§ **Work order**
The lines from the top of the listing through the one containing "resource a stored" are to be retyped exactly, with no other lines.
• • • • • • •
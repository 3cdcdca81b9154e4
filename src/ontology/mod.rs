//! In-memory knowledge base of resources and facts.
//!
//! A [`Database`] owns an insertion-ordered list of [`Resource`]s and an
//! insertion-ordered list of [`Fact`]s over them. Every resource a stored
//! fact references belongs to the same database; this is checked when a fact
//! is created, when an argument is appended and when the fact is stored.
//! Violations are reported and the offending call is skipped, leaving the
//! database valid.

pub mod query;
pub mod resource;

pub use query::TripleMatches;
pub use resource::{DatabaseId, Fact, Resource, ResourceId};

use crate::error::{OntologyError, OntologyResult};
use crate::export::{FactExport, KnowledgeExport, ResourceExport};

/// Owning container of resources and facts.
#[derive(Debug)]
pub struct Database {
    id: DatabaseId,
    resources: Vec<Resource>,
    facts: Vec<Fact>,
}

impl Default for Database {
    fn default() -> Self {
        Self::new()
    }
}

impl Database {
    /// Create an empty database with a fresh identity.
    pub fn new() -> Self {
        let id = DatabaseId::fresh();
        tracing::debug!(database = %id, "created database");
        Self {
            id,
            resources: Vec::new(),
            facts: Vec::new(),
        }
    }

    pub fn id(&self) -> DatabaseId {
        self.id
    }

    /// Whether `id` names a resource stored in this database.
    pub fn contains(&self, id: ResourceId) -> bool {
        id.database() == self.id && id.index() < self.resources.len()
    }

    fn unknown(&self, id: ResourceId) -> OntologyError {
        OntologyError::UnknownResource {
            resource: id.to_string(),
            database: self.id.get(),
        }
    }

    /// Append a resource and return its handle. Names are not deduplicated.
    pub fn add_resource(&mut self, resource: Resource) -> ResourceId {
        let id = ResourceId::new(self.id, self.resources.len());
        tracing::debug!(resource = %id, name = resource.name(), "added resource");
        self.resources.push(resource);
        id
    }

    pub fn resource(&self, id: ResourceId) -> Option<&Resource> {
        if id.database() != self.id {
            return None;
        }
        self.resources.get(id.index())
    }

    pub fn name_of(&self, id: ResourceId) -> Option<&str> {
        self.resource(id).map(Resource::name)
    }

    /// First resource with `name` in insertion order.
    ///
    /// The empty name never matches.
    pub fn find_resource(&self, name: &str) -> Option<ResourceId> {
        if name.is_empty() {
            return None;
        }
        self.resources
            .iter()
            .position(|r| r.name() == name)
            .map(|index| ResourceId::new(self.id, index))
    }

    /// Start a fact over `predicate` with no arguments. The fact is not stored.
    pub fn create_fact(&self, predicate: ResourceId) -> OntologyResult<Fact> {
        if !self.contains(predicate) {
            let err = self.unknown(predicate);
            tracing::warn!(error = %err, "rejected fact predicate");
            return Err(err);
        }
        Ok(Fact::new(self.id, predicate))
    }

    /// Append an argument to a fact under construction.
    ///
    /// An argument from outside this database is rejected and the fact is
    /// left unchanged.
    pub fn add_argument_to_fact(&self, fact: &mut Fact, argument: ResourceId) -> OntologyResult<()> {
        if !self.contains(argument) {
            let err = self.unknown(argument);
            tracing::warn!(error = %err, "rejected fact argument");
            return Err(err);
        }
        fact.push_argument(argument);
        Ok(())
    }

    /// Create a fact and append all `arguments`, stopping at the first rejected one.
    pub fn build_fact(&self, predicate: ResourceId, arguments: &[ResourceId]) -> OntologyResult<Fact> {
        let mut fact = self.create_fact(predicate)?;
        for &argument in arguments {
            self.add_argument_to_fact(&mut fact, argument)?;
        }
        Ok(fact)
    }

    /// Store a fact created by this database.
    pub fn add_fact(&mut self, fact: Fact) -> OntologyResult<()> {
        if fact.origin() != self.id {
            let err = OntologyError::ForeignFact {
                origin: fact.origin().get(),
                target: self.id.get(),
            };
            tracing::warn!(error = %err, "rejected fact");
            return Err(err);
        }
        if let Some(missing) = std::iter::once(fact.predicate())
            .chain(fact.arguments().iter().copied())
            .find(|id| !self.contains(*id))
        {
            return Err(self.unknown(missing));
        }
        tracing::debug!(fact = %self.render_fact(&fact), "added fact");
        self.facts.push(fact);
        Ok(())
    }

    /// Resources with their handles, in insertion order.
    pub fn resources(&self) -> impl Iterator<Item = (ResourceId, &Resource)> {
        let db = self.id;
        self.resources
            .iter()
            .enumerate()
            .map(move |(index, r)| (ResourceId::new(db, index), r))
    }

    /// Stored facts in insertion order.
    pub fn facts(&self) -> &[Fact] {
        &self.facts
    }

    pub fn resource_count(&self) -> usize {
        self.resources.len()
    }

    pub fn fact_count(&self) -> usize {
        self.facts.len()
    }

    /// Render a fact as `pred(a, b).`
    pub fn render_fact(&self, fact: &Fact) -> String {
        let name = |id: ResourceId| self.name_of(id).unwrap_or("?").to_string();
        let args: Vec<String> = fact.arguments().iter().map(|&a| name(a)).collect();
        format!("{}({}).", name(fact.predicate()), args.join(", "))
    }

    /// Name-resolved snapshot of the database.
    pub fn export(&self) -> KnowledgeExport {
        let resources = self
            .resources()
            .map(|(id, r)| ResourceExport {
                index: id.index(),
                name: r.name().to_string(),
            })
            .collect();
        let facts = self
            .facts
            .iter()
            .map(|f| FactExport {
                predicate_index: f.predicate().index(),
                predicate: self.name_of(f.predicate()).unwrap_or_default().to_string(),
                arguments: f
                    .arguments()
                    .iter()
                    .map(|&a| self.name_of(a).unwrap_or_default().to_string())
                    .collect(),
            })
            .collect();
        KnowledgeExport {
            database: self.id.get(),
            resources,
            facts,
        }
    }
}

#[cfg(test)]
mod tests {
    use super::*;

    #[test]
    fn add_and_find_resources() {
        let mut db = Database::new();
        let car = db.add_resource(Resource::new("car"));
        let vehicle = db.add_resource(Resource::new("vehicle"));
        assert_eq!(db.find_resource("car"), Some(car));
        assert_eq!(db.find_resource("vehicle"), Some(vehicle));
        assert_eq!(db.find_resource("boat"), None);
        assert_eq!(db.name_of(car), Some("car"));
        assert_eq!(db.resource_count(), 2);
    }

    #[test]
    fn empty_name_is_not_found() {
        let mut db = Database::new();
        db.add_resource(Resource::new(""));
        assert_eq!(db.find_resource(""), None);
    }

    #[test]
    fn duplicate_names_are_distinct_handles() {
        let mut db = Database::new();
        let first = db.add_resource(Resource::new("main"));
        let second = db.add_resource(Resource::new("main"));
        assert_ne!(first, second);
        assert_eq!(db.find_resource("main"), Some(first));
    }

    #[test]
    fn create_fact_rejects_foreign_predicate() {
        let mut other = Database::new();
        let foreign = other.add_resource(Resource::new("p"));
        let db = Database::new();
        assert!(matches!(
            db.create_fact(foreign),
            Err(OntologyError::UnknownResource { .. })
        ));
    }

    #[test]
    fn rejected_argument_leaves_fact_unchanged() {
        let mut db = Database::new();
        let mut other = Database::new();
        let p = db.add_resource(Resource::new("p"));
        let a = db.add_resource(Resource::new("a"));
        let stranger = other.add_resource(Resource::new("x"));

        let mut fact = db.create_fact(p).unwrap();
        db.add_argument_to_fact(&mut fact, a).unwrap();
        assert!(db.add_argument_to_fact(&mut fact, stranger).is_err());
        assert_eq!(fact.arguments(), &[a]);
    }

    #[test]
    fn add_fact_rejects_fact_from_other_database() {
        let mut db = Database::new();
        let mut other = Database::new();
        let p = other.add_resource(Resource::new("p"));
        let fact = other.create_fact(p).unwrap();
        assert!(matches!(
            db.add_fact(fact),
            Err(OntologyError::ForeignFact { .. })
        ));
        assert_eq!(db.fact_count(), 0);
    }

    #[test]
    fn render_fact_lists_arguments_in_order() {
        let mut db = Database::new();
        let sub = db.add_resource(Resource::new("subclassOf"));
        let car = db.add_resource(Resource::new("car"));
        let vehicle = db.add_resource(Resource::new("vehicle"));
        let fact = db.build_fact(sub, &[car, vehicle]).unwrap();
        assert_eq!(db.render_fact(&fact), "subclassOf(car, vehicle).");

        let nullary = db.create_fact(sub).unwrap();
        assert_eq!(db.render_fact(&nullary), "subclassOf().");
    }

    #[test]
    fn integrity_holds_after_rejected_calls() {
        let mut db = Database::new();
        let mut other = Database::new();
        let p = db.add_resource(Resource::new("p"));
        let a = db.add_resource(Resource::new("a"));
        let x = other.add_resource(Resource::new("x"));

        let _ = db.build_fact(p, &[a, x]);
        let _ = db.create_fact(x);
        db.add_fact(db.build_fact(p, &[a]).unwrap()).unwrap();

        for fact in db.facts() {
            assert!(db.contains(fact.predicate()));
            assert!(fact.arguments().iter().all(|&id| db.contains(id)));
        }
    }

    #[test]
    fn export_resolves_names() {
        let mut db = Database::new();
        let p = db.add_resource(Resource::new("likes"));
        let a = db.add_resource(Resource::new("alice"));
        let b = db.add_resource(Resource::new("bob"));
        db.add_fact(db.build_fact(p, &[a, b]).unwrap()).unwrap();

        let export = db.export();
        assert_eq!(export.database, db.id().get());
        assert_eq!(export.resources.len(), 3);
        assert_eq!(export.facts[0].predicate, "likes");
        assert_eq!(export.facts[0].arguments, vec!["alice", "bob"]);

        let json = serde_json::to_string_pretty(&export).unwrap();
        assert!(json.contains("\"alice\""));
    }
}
• • • • • • •
§ **Task output**
repository 3cdcdca81b9154e4
filename src/ontology/mod.rs
//! In-memory knowledge base of resources and facts.
//!
//! A [`Database`] owns an insertion-ordered list of [`Resource`]s and an
//! insertion-ordered list of [`Fact`]s over them. Every resource a stored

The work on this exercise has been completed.